While the twin correlations were significantly different than zero, they were low in absolute terms. An r = 0.23 (intraclass correlation calculated across MZ and DZ twins) corresponds to only 5.5% of variance explained. As another way to understand this relatively low correlation, we estimated how well one twin pair’s response to a particular stimulus could predict their co-twin’s response to the same stimulus. Across subjects, prediction error (root-mean squared error) was 44 ± 17% for a given stimulus. Strikingly, if we instead use the mean value for a given stimulus across all subjects (except the subject being predicted), prediction error improved to 35 ± 10% for a given stimulus (p < 10–16, Wilcoxon signed–rank test).
Control Analyses
First, we verified that the intraclass correlations between actual twins (MZ and DZ twins combined, r = 0.25 and 0.17 for McGurk and auditory percepts, respectively) were higher than would be expected for randomly selected non-twin pairs for both McGurk illusion percepts (mean simulated |r| < 0.01, 95% bootstrap interval CI: −0.14 to 0.13) and auditory percepts (mean |r| < 0.01, 95% CI: −0.14 to 0.12).
Second, we examined demographic explanations for individual differences in McGurk susceptibility. Age, gender, birth order, and their interactions failed to explain a significant portion of the variance in McGurk susceptibility (linear mixed effects model with gender, age, birth order, and all two- and three-way interactions as fixed factors; subject and stimulus were random effects; all parameter tests yielded |t| < 1.15, ps > 0.25).

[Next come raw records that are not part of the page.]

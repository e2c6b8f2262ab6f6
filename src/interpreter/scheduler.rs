//! Virtual-clock timer scheduler.
//!
//! The scheduler never reads ambient time. Its clock is a monotonic
//! millisecond counter advanced only by the host (through
//! [`Interpreter::advance`](crate::Interpreter::advance)), which keeps
//! timed behavior fully deterministic and testable without a real UI host.
//!
//! Due entries are delivered one at a time in (deadline, arm-order) order
//! so the interpreter can cancel not-yet-delivered timers mid-drain when a
//! firing causes a state exit. Cancellation is idempotent: once `cancel`
//! returns, that timer's task can never be observed again.

use tracing::trace;

use crate::machine::state::{EverySpec, TransitionSpec};

/// Opaque handle to a scheduled timer.
#[derive(Clone, Copy, Debug, PartialEq, Eq)]
pub(crate) struct TimerId(u64);

/// What to do when a timer fires.
#[derive(Clone, Debug)]
pub(crate) enum TimerTask {
    /// One-shot `after` transition.
    After(TransitionSpec),
    /// Recurring `every` action list.
    Every(EverySpec),
}

#[derive(Debug)]
struct Entry {
    id: TimerId,
    fire_at: u64,
    /// Recurrence interval; one-shot when `None`.
    interval: Option<u64>,
    seq: u64,
    task: TimerTask,
}

/// A due timer popped from the scheduler.
#[derive(Debug)]
pub(crate) struct Firing {
    pub id: TimerId,
    pub task: TimerTask,
}

#[derive(Debug, Default)]
pub(crate) struct Scheduler {
    now: u64,
    next_id: u64,
    next_seq: u64,
    entries: Vec<Entry>,
}

impl Scheduler {
    pub(crate) fn new() -> Self {
        Self::default()
    }

    /// Current virtual time in milliseconds.
    pub(crate) fn now(&self) -> u64 {
        self.now
    }

    /// Arm a one-shot timer `delay_ms` from now.
    pub(crate) fn schedule_after(&mut self, delay_ms: u64, task: TimerTask) -> TimerId {
        self.push(delay_ms, None, task)
    }

    /// Arm a recurring timer firing every `interval_ms` from now. A zero
    /// interval would re-arm at the same instant and never drain, so it is
    /// clamped to one millisecond.
    pub(crate) fn schedule_every(&mut self, interval_ms: u64, task: TimerTask) -> TimerId {
        let interval_ms = interval_ms.max(1);
        self.push(interval_ms, Some(interval_ms), task)
    }

    fn push(&mut self, delay_ms: u64, interval: Option<u64>, task: TimerTask) -> TimerId {
        let id = TimerId(self.next_id);
        self.next_id += 1;
        let seq = self.next_seq;
        self.next_seq += 1;
        let fire_at = self.now.saturating_add(delay_ms);
        trace!(?id, fire_at, recurring = interval.is_some(), "timer armed");
        self.entries.push(Entry {
            id,
            fire_at,
            interval,
            seq,
            task,
        });
        id
    }

    /// Disarm a timer. Idempotent: canceling an already-fired or unknown
    /// id is a no-op.
    pub(crate) fn cancel(&mut self, id: TimerId) {
        let before = self.entries.len();
        self.entries.retain(|entry| entry.id != id);
        if self.entries.len() != before {
            trace!(?id, "timer canceled");
        }
    }

    /// Disarm everything.
    pub(crate) fn cancel_all(&mut self) {
        if !self.entries.is_empty() {
            trace!(count = self.entries.len(), "all timers canceled");
        }
        self.entries.clear();
    }

    /// Pop the earliest entry due at or before `until`, advancing the clock
    /// to its deadline. When nothing is due the clock advances to `until`
    /// and `None` is returned.
    ///
    /// Recurring entries are re-armed for one interval past their deadline
    /// before being returned; the returned [`TimerId`] stays valid for
    /// cancellation.
    pub(crate) fn pop_due(&mut self, until: u64) -> Option<Firing> {
        let idx = self
            .entries
            .iter()
            .enumerate()
            .filter(|(_, e)| e.fire_at <= until)
            .min_by_key(|(_, e)| (e.fire_at, e.seq))
            .map(|(idx, _)| idx)?;

        let fire_at = self.entries[idx].fire_at;
        self.now = self.now.max(fire_at);

        let entry = &mut self.entries[idx];
        let firing = match entry.interval {
            Some(interval) => {
                entry.fire_at = fire_at.saturating_add(interval);
                entry.seq = self.next_seq;
                self.next_seq += 1;
                Firing {
                    id: entry.id,
                    task: entry.task.clone(),
                }
            }
            None => {
                let entry = self.entries.swap_remove(idx);
                Firing {
                    id: entry.id,
                    task: entry.task,
                }
            }
        };
        trace!(id = ?firing.id, at = self.now, "timer fired");
        Some(firing)
    }

    /// Advance the clock to `until` without delivering anything. Called
    /// after the pop loop exhausts due entries.
    pub(crate) fn settle(&mut self, until: u64) {
        self.now = self.now.max(until);
    }

    #[cfg(test)]
    fn pending(&self) -> usize {
        self.entries.len()
    }
}
//! Definition-time errors.

use thiserror::Error;

/// Errors raised while building a machine definition.
///
/// Every name a definition references (states, guards, delays, actions,
/// activities) is validated when the definition is built, never deferred
/// to runtime.
#[derive(Debug, Error, PartialEq, Eq)]
pub enum DefinitionError {
    #[error("initial state '{0}' is not defined")]
    UnknownInitialState(String),

    #[error("state '{name}' is defined more than once")]
    DuplicateState { name: String },

    #[error("transition in state '{state}' targets unknown state '{target}'")]
    UnknownTarget { state: String, target: String },

    #[error("guard '{0}' is not registered")]
    UnknownGuard(String),

    #[error("delay '{0}' is not registered")]
    UnknownDelay(String),

    #[error("action '{0}' is not registered")]
    UnknownAction(String),

    #[error("activity '{0}' is not registered")]
    UnknownActivity(String),

    #[error("final state '{0}' must not declare transitions, timers, or activities")]
    FinalStateWithTransitions(String),

    #[error("transient state '{0}' must declare at least one 'always' candidate")]
    TransientWithoutAlways(String),

    #[error("state '{0}' declares 'always' candidates but is not transient")]
    AlwaysOnNonTransient(String),

    #[error("context defaults must be a JSON object")]
    ContextNotAnObject,
}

Finally, we verified that there were no mean differences between MZ and DZ groups in any percept category: McGurk, MZ vs. DZ, 48 ± 23% vs. 48 ± 25%, t(322) = −0.06, p = 0.95; auditory: 23 ± 22% vs. 26 ± 22%, t(322) = 0.96, p = 0.34; visual: 13 ± 13% vs. 12 ± 11%, t(322) = −0.97, p = 0.33; other: 16 ± 15% vs. 15 ± 13%, t(322) = −0.56, p = 0.58.
Discussion
Twin studies have a long and troubled history of being used to support unjustified conclusions that human behavior is strongly genetically determined, reviewed in Joseph (2015). Strong claims about the heritability of behavior rest on many assumptions, including the conjecture that MZ and DZ twins experience equal environments, so that greater behavioral similarity between MZ than DZ co-twins can only be explained by greater genetic similarity. However, in utero, approximately two-thirds of MZ twins share placentas, while no DZ twins share placentas. Since most MZ co-twins are exposed to exactly the same concentration and temporal variation in developmentally active biochemical factors in their shared circulation, MZ twins have much more similar prenatal environments than DZ twins, invalidating the equal environment assumption.
Keeping these caveats in mind, we found that the degree of susceptibility to the McGurk effect in MZ and DZ twins was significantly more similar than chance, demonstrating that shared genes and environment play some role in determining McGurk susceptibility. However, the percent variance explained (r2) was only 5.5% (averaged across MZ and DZ twins) and there was no significant difference between MZ and DZ twins. Put another way, for both MZ and DZ twins, knowing how often one co-twin perceived the McGurk effect provided little information on the McGurk perception of the other co-twin.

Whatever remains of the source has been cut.